Смех, сопряженный с освобождением от условностей, которые в терминах античной или томистсколигуорианской казуистики относятся к области нравственно-безразличного, в тех же терминах приходится признать безразличным. И чтобы отделаться от трюизмов, допускающих только интонацию "агеласта", поскорее минуем середину спектра и назовем его противоположный конец - смех хамский, в акте которого смеющийся отделывается от стыда, от жалости, от совести.
Но к несложным прописям о том, что освобождение от зла есть благо, освобождение от вещи безразличной есть вещь безразличная, а освобождение от блага есть зло, проблема духовной оценки смеха никоим образом не сводится. Смех - на то и смех, на то и стихия, игра, лукавство, чтобы в своем движении смешивать разнородные мотивации, а то и подменять одну мотивацию - другой. Начав смеяться, мы словно поднимаем якорь и даем волнам увлекать нас в направлении, заранее непредсказуемом. Над чем именно и почему именно мы смеемся - это то так, то эдак раскрывается и поворачивается в самом процессе смеха, и здесь всегда возможна игра смысловых переходов и переливов; ею, собственно говоря, смех и живет. Это чувствует каждый, кто не обделен либо вкусом к смеху и опытом смеха, либо, с другой стороны, духовной осторожностью, т.е. примерно тем, что в аскетике принято называть даром различения духов. Мы по опыту знаем, сколько раз совесть ловила нас на незаметных подменах предметов смеха, на внутренних отступничествах и сдвигах духовной позиции, которые именно смех делал возможными.

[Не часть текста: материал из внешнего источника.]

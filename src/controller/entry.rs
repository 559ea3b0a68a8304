// SPDX-FileCopyrightText: 2025 Greenbone AG
//
// SPDX-License-Identifier: GPL-2.0-or-later

//! Defines the entry point for the controller.
//!
//! All known paths must be handled in the entrypoint function.

use std::{convert::Infallible, fmt::Display, sync::Arc};

use hyper::{Body, Method, Request, Response};

use super::context::Context;
use crate::{platform, templates};

/// The supported paths of the portal
enum KnownPaths {
    /// /
    Home,
    /// /scan
    Scan,
    /// /results/{execution_id}
    Results(String),
    /// /health
    Health,
    /// Not supported
    Unknown,
}

impl KnownPaths {
    /// Parses a path and returns the corresponding `KnownPaths` variant.
    fn from_path(path: &str) -> Self {
        let mut parts = path.split('/').filter(|s| !s.is_empty());
        match parts.next() {
            None => KnownPaths::Home,
            Some("scan") => match parts.next() {
                None => KnownPaths::Scan,
                Some(_) => KnownPaths::Unknown,
            },
            Some("results") => match (parts.next(), parts.next()) {
                (Some(id), None) => KnownPaths::Results(id.to_string()),
                _ => KnownPaths::Unknown,
            },
            Some("health") => match parts.next() {
                None => KnownPaths::Health,
                Some(_) => KnownPaths::Unknown,
            },
            _ => {
                tracing::trace!("Unknown path: {path}");
                KnownPaths::Unknown
            }
        }
    }
}

impl Display for KnownPaths {
    fn fmt(&self, f: &mut std::fmt::Formatter<'_>) -> std::fmt::Result {
        match self {
            KnownPaths::Home => write!(f, "/"),
            KnownPaths::Scan => write!(f, "/scan"),
            KnownPaths::Results(id) => write!(f, "/results/{}", id),
            KnownPaths::Health => write!(f, "/health"),
            KnownPaths::Unknown => write!(f, "Unknown"),
        }
    }
}

/// Is used to handle all incoming requests.
pub async fn entrypoint<P>(
    req: Request<Body>,
    ctx: Arc<Context<P>>,
) -> Result<Response<Body>, Infallible>
where
    P: super::Platform + Send + Sync + 'static,
{
    use KnownPaths::*;
    if req.method() == Method::HEAD {
        return Ok(ctx.response.empty(hyper::StatusCode::OK));
    }
    let kp = KnownPaths::from_path(req.uri().path());
    tracing::debug!("{} {}", req.method(), kp);
    match (req.method(), kp) {
        (&Method::GET, Home) => Ok(ctx.response.ok_html(templates::home())),
        (&Method::POST, Scan) => {
            let fields = match crate::request::form_request(&ctx.response, req).await {
                Ok(fields) => fields,
                Err(resp) => return Ok(resp),
            };
            let target = fields
                .get("target")
                .map(|t| t.trim())
                .filter(|t| !t.is_empty());
            let target = match target {
                Some(target) => target,
                None => {
                    return Ok(ctx
                        .response
                        .bad_request("A target is required to start a scan."));
                }
            };
            match ctx.platform.start_job(target).await {
                Ok(execution_id) => Ok(ctx
                    .response
                    .ok_html(templates::scan_started(target, &execution_id))),
                Err(e) => {
                    tracing::warn!("Failed to start scan for {}: {}", target, e);
                    Ok(ctx.response.html(
                        hyper::StatusCode::BAD_GATEWAY,
                        templates::error(&format!("Failed to start scan: {}", e)),
                    ))
                }
            }
        }
        (&Method::GET, Results(execution_id)) => {
            match ctx.platform.fetch_results(execution_id.clone()).await {
                Ok(report) => {
                    let report = ctx.enricher.enrich_vulnerabilities(report).await;
                    Ok(ctx
                        .response
                        .ok_html(templates::results(&execution_id, &report, true)))
                }
                Err(e @ platform::Error::NotFound(_)) => Ok(ctx.response.html(
                    hyper::StatusCode::NOT_FOUND,
                    templates::error(&format!("Results not ready or not found: {}", e)),
                )),
                Err(e) => Ok(ctx.response.internal_server_error(&e)),
            }
        }
        (&Method::GET, Health) => {
            #[derive(serde::Serialize, Debug)]
            struct Status {
                status: &'static str,
            }
            Ok(ctx.response.ok(&Status { status: "ok" }))
        }
        _ => Ok(ctx.response.html(
            hyper::StatusCode::NOT_FOUND,
            templates::error("This page does not exist."),
        )),
    }
}
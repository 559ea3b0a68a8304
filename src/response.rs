// SPDX-FileCopyrightText: 2025 Greenbone AG
//
// SPDX-License-Identifier: GPL-2.0-or-later

use serde::Serialize;

pub type Result = hyper::Response<hyper::Body>;

#[derive(Debug, Clone)]
pub struct Response {
    version: String,
}

impl Default for Response {
    fn default() -> Self {
        Self {
            version: "1".to_string(),
        }
    }
}

impl Response {
    fn default_response_builder(&self) -> hyper::http::response::Builder {
        hyper::Response::builder().header("app-version", &self.version)
    }

    /// Creates a HTML response with the given status code.
    pub fn html(&self, code: hyper::StatusCode, body: String) -> Result {
        match self
            .default_response_builder()
            .header("Content-Type", "text/html; charset=utf-8")
            .header("Content-Length", body.len())
            .status(code)
            .body(hyper::Body::from(body))
        {
            Ok(resp) => resp,
            Err(e) => {
                tracing::error!("Error creating response: {}", e);
                hyper::Response::builder()
                    .status(hyper::StatusCode::INTERNAL_SERVER_ERROR)
                    .body(hyper::Body::empty())
                    .unwrap()
            }
        }
    }

    pub fn ok_html(&self, body: String) -> Result {
        self.html(hyper::StatusCode::OK, body)
    }

    fn create<T>(&self, code: hyper::StatusCode, value: &T) -> Result
    where
        T: ?Sized + Serialize + std::fmt::Debug,
    {
        match serde_json::to_string(value) {
            Ok(json) => {
                match self
                    .default_response_builder()
                    .header("Content-Type", "application/json")
                    .header("Content-Length", json.len())
                    .status(code)
                    .body(hyper::Body::from(json))
                {
                    Ok(resp) => resp,
                    Err(e) => {
                        tracing::error!("Error creating response: {}", e);
                        hyper::Response::builder()
                            .status(hyper::StatusCode::INTERNAL_SERVER_ERROR)
                            .body(hyper::Body::empty())
                            .unwrap()
                    }
                }
            }
            Err(e) => {
                tracing::error!("Error serializing response: {}", e);
                self.default_response_builder()
                    .status(hyper::StatusCode::INTERNAL_SERVER_ERROR)
                    .body(hyper::Body::empty())
                    .unwrap()
            }
        }
    }

    pub fn ok<T>(&self, value: &T) -> Result
    where
        T: ?Sized + Serialize + std::fmt::Debug,
    {
        self.create(hyper::StatusCode::OK, value)
    }

    pub fn empty(&self, code: hyper::StatusCode) -> Result {
        self.default_response_builder()
            .status(code)
            .body(hyper::Body::empty())
            .unwrap()
    }

    pub fn internal_server_error(&self, err: &dyn std::error::Error) -> Result {
        tracing::error!("Unexpected error: {}", err);
        self.html(
            hyper::StatusCode::INTERNAL_SERVER_ERROR,
            crate::templates::error("An unexpected error occurred."),
        )
    }

    pub fn bad_request(&self, message: &str) -> Result {
        self.html(
            hyper::StatusCode::BAD_REQUEST,
            crate::templates::error(message),
        )
    }
}
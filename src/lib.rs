//! Оценка рук Texas Hold'em и движок раунда ставок с общим банком.
//!
//! - `eval`: лучшая 5-карточная комбинация и шоудаун;
//! - `engine`: fold/call/raise, улицы, банк, расчёт;
//! - `domain`: карты, фишки, колода, игроки, конфиг;
//! - `infra`: RNG и перемешиваемая колода.

pub mod domain;
pub mod engine;
pub mod eval;
pub mod infra;

pub use domain::{Card, Chips, GameConfig, Rank, Suit};
pub use engine::{CardSource, EngineError, HoldemGame, RandomSource};
pub use eval::{compare_hands, compute_hand, HandCategory, HandValue, ShowdownResult};
use serde::{Deserialize, Serialize};

use crate::domain::{Chips, SeatIndex};

/// Решение игрока на улице.
#[derive(Clone, Copy, Debug, Serialize, Deserialize, PartialEq, Eq)]
pub enum Decision {
    Fold,
    Call,
    Raise,
}

/// Тип действия игрока.
#[derive(Clone, Copy, Debug, Serialize, Deserialize, PartialEq, Eq)]
pub enum PlayerActionKind {
    Fold,
    /// Call не двигает фишки: сумму должен выставить вызывающий код.
    Call,
    /// Поставить ровно столько на этой улице.
    Raise(Chips),
}

impl PlayerActionKind {
    pub fn decision(&self) -> Decision {
        match self {
            PlayerActionKind::Fold => Decision::Fold,
            PlayerActionKind::Call => Decision::Call,
            PlayerActionKind::Raise(_) => Decision::Raise,
        }
    }
}

/// Конкретное действие игрока.
#[derive(Clone, Copy, Debug, Serialize, Deserialize, PartialEq, Eq)]
pub struct PlayerAction {
    pub seat: SeatIndex,
    pub kind: PlayerActionKind,
}

impl PlayerAction {
    pub fn new(seat: SeatIndex, kind: PlayerActionKind) -> Self {
        Self { seat, kind }
    }
}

Уже то определяющее для феноменологии смеха вообще обстоятельство, что нервно-мускульная реакция, разбуженная мыслью, подхватывает порыв мысли и тут же перехватывает у нее инициативу - мы только что смеялись, потому что находили мысль смешной, и вот мы уже находим другую мысль смешной, потому что продолжаем смеяться, - уже оно облегчает любые подмены. В смехе сознание и бессознательное непрерывно провоцируют друг друга и обмениваются ролями с такой быстротой, с какой передается мяч в игре. Что касается духовной осторожности, это, конечно, вещь непопулярная. Рискуя вызвать самое резкое недовольство читателя, скажем, что она совсем не похожа на хмурую надутость "агеластов", и если она нужна, то не потому, что смех от Диавола, как полагает Хорхе из Бургуса в романе Эко, а просто потому, что смех - стихия.. Жажда "отдаться" стихии, "довериться" ей - давно описанное мечтание цивилизованного человека. Кто всерьез встречался со стихиями - хотя бы со стихиями, живущими в самом человеке, в том числе и со смехом, как Александр Блок, - держится, как правило, иных мыслей.